[[ Records to use, beginning ]]

//! Chat session controller: connection state, local echo, and the inbound pipeline.
//!
//! A session owns the timeline. Inbound frames go through normalize → classify →
//! timeline; user text is transmitted and echoed onto the timeline in the same call,
//! so the echo always precedes any reply to it.

use crate::classify::classify;
use crate::config::ChatConfig;
use crate::payload::normalize;
use crate::timeline::{Timeline, TimelineEntry};
use crate::transport::Outbound;

/// Unique session identifier (opaque string, used in logs).
pub type SessionId = String;

#[derive(Debug, Clone, Copy, PartialEq, Eq)]
pub enum ConnectionState {
    Connecting,
    Open,
    Closed,
}

pub struct Session<O: Outbound> {
    id: SessionId,
    state: ConnectionState,
    timeline: Timeline,
    outbound: O,
    welcome_text: String,
    quick_options: Vec<String>,
    /// Cleared by the first successful send.
    options_visible: bool,
}

impl<O: Outbound> Session<O> {
    /// New session in `Connecting` with an empty timeline.
    pub fn new(outbound: O, chat: &ChatConfig) -> Self {
        let id = format!("sess-{}", uuid::Uuid::new_v4());
        log::debug!("{}: created, connecting", id);
        Self {
            id,
            state: ConnectionState::Connecting,
            timeline: Timeline::new(),
            outbound,
            welcome_text: chat.welcome_text.clone(),
            quick_options: chat.quick_options.clone(),
            options_visible: true,
        }
    }

    pub fn state(&self) -> ConnectionState {
        self.state
    }

    pub fn timeline(&self) -> &Timeline {
        &self.timeline
    }

    pub fn quick_options(&self) -> &[String] {
        &self.quick_options
    }

    /// Quick options stay on offer until the user sends something.
    pub fn options_visible(&self) -> bool {
        self.options_visible && self.state == ConnectionState::Open
    }

    /// Connection established: `Connecting → Open` and append the welcome entry.
    /// Any later open signal is ignored so there is exactly one welcome per session.
    pub fn on_open(&mut self) {
        if self.state != ConnectionState::Connecting {
            log::debug!("{}: ignoring open signal in state {:?}", self.id, self.state);
            return;
        }
        self.state = ConnectionState::Open;
        self.timeline.append(TimelineEntry::welcome(self.welcome_text.clone()));
        log::info!("{}: connection open", self.id);
    }

    /// Classify one raw inbound frame onto the timeline. Returns the number of entries appended.
    pub fn on_message(&mut self, raw: &str) -> usize {
        if self.state != ConnectionState::Open {
            log::debug!("{}: dropping inbound frame in state {:?}", self.id, self.state);
            return 0;
        }
        let payload = normalize(raw);
        if payload.is_empty() {
            log::debug!("{}: inbound frame had no recognized fields", self.id);
            return 0;
        }
        let appended = self.timeline.apply(classify(&payload));
        log::debug!("{}: inbound frame appended {} entries", self.id, appended);
        appended
    }

    /// Transport reported an error; the session is over. Not a timeline entry.
    pub fn on_error(&mut self, err: &str) {
        log::warn!("{}: connection error: {}", self.id, err);
        self.state = ConnectionState::Closed;
    }

    pub fn on_close(&mut self) {
        if self.state != ConnectionState::Closed {
            log::info!("{}: connection closed", self.id);
        }
        self.state = ConnectionState::Closed;
    }

    /// Transmit `text` verbatim and echo it as a user entry. No-op (false) when the text is
    /// blank or the connection is not open.
    pub fn send_user_text(&mut self, text: &str) -> bool {
        if text.trim().is_empty() || self.state != ConnectionState::Open {
            return false;
        }
        if let Err(e) = self.outbound.send(text) {
            log::warn!("{}: send failed: {}", self.id, e);
            self.state = ConnectionState::Closed;
            return false;
        }
        self.timeline.append(TimelineEntry::user(text));
        self.options_visible = false;
        true
    }

    /// Send quick option `n` (1-based) while options are on offer.
    pub fn choose_option(&mut self, n: usize) -> bool {
        if !self.options_visible() {
            return false;
        }
        let Some(option) = n.checked_sub(1).and_then(|i| self.quick_options.get(i)).cloned() else {
            return false;
        };
        self.send_user_text(&option)
    }

    /// Tear down the connection. Idempotent.
    pub fn close(&mut self) {
        if self.state == ConnectionState::Closed {
            return;
        }
        self.state = ConnectionState::Closed;
        self.outbound.close();
        log::info!("{}: closed by client", self.id);
    }
}

/// Test double for the outbound side: records what was sent.
#[cfg(test)]
pub(crate) mod testing {
    use crate::transport::{Outbound, TransportError};
    use std::cell::{Cell, RefCell};
    use std::rc::Rc;

    #[derive(Clone, Default)]
    pub struct RecordingOutbound {
        pub sent: Rc<RefCell<Vec<String>>>,
        pub closes: Rc<Cell<usize>>,
        pub fail: Rc<Cell<bool>>,
    }

    impl Outbound for RecordingOutbound {
        fn send(&self, text: &str) -> Result<(), TransportError> {
            if self.fail.get() {
                return Err(TransportError::Closed);
            }
            self.sent.borrow_mut().push(text.to_string());
            Ok(())
        }

        fn close(&self) {
            self.closes.set(self.closes.get() + 1);
        }
    }
}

[[ Records to use, end ]]

__Problem to solve__.
Begin with the line above that has "ignoring open signal" and continue through the line that has "let Some(option) = n.checked_sub(1).and_then(|i|", setting each one down exactly. Stop there.

__Response for this exercise__.
            log::debug!("{}: ignoring open signal in state {:?}", self.id, self.state);
            return;
        }
        self.state = ConnectionState::Open;
        self.timeline.append(TimelineEntry::welcome(self.welcome_text.clone()));
        log::info!("{}: connection open", self.id);
    }

    /// Classify one raw inbound frame onto the timeline. Returns the number of entries appended.
    pub fn on_message(&mut self, raw: &str) -> usize {
        if self.state != ConnectionState::Open {
            log::debug!("{}: dropping inbound frame in state {:?}", self.id, self.state);
            return 0;
        }
        let payload = normalize(raw);
        if payload.is_empty() {
            log::debug!("{}: inbound frame had no recognized fields", self.id);
            return 0;
        }
        let appended = self.timeline.apply(classify(&payload));
        log::debug!("{}: inbound frame appended {} entries", self.id, appended);
        appended
    }

    /// Transport reported an error; the session is over. Not a timeline entry.
    pub fn on_error(&mut self, err: &str) {
        log::warn!("{}: connection error: {}", self.id, err);
        self.state = ConnectionState::Closed;
    }

    pub fn on_close(&mut self) {
        if self.state != ConnectionState::Closed {
            log::info!("{}: connection closed", self.id);
        }
        self.state = ConnectionState::Closed;
    }

    /// Transmit `text` verbatim and echo it as a user entry. No-op (false) when the text is
    /// blank or the connection is not open.
    pub fn send_user_text(&mut self, text: &str) -> bool {
        if text.trim().is_empty() || self.state != ConnectionState::Open {
            return false;
        }
        if let Err(e) = self.outbound.send(text) {
            log::warn!("{}: send failed: {}", self.id, e);
            self.state = ConnectionState::Closed;
            return false;
        }
        self.timeline.append(TimelineEntry::user(text));
        self.options_visible = false;
        true
    }

    /// Send quick option `n` (1-based) while options are on offer.
    pub fn choose_option(&mut self, n: usize) -> bool {
        if !self.options_visible() {
            return false;
        }
        let Some(option) = n.checked_sub(1).and_then(|i| self.quick_options.get(i)).cloned() else {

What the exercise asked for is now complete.